▶ DATA EXCERPTS:
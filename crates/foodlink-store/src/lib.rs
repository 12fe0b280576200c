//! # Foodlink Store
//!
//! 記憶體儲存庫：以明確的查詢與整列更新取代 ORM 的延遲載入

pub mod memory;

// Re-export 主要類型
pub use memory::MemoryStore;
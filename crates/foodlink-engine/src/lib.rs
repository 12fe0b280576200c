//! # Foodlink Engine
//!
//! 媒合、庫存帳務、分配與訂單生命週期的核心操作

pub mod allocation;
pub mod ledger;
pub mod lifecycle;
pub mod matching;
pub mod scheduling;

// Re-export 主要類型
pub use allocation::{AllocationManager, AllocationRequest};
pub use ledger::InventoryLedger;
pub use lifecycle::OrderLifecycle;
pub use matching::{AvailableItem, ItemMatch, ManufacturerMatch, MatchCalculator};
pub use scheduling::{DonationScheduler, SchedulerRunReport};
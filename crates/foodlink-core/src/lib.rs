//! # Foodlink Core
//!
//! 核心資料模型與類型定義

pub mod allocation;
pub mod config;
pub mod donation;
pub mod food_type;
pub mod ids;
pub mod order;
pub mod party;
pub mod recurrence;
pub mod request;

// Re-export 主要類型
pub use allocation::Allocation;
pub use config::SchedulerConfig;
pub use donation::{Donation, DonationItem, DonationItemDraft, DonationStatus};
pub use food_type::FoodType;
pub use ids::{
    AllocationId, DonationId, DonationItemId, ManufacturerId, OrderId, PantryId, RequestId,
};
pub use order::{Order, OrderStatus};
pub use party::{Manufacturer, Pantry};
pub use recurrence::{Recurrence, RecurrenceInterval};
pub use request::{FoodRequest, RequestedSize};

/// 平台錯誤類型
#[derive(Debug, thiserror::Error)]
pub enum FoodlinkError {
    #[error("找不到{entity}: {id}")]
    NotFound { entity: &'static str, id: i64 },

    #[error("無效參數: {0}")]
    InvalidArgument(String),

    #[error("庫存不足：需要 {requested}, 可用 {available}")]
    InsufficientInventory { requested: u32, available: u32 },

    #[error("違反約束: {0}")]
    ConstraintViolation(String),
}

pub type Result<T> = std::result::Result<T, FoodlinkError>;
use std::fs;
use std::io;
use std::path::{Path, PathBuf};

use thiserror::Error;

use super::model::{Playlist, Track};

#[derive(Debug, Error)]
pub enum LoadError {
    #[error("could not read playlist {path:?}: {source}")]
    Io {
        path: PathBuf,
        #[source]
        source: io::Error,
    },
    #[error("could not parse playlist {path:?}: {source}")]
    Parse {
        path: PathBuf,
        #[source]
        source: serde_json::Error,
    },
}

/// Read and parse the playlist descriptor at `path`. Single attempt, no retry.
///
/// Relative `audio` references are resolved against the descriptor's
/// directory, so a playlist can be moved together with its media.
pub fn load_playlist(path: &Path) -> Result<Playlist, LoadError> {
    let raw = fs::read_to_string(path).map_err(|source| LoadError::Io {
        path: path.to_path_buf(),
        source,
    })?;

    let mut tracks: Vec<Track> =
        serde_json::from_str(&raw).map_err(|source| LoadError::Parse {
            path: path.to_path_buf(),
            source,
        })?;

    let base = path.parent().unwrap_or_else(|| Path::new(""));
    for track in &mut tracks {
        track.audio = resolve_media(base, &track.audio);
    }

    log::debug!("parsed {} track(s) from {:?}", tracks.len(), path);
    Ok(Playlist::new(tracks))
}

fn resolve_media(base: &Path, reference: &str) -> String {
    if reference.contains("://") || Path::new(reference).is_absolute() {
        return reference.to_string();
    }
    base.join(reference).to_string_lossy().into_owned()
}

...

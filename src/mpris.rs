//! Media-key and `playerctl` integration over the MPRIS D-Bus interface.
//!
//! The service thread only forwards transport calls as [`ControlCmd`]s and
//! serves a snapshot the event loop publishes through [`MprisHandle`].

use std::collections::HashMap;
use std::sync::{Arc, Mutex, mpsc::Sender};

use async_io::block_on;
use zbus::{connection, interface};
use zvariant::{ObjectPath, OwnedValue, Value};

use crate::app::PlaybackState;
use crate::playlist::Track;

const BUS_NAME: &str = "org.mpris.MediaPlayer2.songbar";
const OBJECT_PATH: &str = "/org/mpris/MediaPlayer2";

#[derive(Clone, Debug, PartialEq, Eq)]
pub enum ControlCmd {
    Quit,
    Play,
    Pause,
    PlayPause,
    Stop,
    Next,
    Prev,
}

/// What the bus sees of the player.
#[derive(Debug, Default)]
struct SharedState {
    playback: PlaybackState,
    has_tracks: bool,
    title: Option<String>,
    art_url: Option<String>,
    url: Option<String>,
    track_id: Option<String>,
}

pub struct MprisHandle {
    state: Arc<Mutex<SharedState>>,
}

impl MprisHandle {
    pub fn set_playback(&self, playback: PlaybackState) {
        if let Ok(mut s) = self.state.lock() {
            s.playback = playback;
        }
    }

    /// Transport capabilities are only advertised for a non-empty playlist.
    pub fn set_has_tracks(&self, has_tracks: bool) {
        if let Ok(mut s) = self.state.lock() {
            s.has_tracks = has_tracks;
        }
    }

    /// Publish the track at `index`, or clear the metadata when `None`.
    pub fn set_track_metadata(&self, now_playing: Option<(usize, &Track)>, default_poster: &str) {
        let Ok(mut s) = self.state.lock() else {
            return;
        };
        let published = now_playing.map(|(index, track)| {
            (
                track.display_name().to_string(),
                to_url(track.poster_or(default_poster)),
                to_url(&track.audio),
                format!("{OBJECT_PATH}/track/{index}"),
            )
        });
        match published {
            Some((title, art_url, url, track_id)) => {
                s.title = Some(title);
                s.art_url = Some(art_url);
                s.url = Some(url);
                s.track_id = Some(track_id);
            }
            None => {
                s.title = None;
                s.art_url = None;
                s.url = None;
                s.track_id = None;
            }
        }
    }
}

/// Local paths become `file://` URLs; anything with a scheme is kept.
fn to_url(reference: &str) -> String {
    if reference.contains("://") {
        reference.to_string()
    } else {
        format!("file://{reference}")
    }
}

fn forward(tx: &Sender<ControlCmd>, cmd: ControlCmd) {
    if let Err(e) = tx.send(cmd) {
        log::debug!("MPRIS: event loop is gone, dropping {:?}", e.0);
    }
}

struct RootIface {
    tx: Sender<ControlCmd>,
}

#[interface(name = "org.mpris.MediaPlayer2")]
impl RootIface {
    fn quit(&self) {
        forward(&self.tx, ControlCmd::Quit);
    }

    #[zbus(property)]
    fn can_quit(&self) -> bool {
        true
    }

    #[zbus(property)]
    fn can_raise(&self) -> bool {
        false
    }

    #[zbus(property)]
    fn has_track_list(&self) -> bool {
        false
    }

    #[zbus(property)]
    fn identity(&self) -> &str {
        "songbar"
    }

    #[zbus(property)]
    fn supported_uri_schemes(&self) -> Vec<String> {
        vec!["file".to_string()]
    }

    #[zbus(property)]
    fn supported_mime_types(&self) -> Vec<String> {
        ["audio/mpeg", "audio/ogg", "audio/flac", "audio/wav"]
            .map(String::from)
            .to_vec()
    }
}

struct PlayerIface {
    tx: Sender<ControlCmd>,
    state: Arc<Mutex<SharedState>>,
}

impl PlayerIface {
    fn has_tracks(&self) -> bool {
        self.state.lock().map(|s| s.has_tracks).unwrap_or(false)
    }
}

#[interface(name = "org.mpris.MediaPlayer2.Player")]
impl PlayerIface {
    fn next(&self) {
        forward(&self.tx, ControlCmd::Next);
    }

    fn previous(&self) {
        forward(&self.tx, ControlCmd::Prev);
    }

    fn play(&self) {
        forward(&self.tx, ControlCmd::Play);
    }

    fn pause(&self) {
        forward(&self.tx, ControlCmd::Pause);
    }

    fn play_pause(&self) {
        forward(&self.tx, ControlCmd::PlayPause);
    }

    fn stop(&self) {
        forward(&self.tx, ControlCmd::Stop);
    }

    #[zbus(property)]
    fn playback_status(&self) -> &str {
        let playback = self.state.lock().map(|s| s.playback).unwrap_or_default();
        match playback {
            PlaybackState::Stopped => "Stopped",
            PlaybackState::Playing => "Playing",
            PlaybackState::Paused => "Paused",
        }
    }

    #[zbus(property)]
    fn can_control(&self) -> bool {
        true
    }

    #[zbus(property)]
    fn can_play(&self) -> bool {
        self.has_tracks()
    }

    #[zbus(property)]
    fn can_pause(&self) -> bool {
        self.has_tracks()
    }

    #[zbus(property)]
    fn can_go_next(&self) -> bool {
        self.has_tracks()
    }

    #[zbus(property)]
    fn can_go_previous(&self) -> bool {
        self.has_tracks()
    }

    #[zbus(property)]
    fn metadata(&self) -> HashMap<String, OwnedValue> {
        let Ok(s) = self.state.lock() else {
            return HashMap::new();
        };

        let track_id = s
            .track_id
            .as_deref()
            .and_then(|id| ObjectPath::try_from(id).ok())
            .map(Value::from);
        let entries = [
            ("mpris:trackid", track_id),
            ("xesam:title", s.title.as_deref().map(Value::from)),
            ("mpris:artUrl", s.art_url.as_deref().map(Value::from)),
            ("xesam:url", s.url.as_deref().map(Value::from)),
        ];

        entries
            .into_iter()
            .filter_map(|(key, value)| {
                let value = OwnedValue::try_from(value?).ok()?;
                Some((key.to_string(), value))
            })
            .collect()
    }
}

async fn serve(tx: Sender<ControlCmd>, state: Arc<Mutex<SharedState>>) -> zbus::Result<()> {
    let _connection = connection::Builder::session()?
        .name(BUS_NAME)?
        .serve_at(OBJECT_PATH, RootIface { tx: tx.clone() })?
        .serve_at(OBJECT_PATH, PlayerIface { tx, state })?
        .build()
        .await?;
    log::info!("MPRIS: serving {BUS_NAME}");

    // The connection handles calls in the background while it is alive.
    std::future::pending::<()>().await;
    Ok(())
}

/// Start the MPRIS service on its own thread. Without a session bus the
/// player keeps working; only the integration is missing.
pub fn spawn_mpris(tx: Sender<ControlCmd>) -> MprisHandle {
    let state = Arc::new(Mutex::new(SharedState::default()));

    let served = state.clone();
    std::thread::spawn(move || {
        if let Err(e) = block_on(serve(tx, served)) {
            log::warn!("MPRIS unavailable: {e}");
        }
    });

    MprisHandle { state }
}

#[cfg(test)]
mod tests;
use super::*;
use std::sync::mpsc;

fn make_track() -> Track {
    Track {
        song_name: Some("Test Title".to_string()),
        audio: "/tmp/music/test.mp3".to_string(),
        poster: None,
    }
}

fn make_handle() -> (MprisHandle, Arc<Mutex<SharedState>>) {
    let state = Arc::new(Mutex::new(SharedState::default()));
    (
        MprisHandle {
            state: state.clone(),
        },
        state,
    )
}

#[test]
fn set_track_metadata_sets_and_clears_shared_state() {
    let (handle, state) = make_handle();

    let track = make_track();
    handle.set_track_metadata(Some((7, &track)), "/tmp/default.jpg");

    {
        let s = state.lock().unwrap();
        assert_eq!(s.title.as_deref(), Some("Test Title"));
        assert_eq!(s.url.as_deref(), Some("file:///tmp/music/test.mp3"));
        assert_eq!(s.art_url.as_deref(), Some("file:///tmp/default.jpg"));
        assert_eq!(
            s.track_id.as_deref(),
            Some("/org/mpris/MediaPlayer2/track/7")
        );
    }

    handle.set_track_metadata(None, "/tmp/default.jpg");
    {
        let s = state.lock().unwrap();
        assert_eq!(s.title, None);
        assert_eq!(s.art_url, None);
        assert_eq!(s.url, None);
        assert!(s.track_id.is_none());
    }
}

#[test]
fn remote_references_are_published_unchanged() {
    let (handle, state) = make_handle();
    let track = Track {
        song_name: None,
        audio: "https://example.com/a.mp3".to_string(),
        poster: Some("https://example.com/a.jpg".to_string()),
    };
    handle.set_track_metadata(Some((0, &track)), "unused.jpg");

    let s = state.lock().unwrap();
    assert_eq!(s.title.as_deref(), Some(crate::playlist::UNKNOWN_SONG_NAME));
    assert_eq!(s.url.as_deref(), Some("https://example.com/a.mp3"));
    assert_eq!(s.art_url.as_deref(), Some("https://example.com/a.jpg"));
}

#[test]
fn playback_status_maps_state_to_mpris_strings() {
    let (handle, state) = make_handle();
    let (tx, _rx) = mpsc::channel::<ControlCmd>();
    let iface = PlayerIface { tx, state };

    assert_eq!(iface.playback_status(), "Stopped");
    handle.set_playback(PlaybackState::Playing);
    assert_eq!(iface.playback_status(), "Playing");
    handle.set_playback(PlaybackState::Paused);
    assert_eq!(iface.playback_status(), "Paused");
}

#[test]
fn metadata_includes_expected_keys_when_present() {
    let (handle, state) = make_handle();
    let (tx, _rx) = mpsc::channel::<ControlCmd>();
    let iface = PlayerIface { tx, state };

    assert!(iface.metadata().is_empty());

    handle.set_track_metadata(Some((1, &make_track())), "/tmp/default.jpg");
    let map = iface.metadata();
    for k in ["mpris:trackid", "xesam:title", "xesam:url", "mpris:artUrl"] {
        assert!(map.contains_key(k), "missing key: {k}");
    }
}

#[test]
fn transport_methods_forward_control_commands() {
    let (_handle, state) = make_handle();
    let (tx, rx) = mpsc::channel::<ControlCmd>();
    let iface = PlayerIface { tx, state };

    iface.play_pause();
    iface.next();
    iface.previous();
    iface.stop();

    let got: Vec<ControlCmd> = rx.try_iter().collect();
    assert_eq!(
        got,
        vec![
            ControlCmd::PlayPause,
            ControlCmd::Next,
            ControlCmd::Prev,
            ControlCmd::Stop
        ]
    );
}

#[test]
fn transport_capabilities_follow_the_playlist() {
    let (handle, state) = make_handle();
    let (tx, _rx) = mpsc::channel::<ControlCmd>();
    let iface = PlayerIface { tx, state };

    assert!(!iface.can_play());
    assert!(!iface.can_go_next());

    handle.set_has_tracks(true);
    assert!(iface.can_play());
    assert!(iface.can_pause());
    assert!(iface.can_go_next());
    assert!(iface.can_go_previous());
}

▶ WORK INSTRUCTIONS: Within the entries above, work out the number of lines that include the string "example" and give only that.

▶ RESPONSE: 4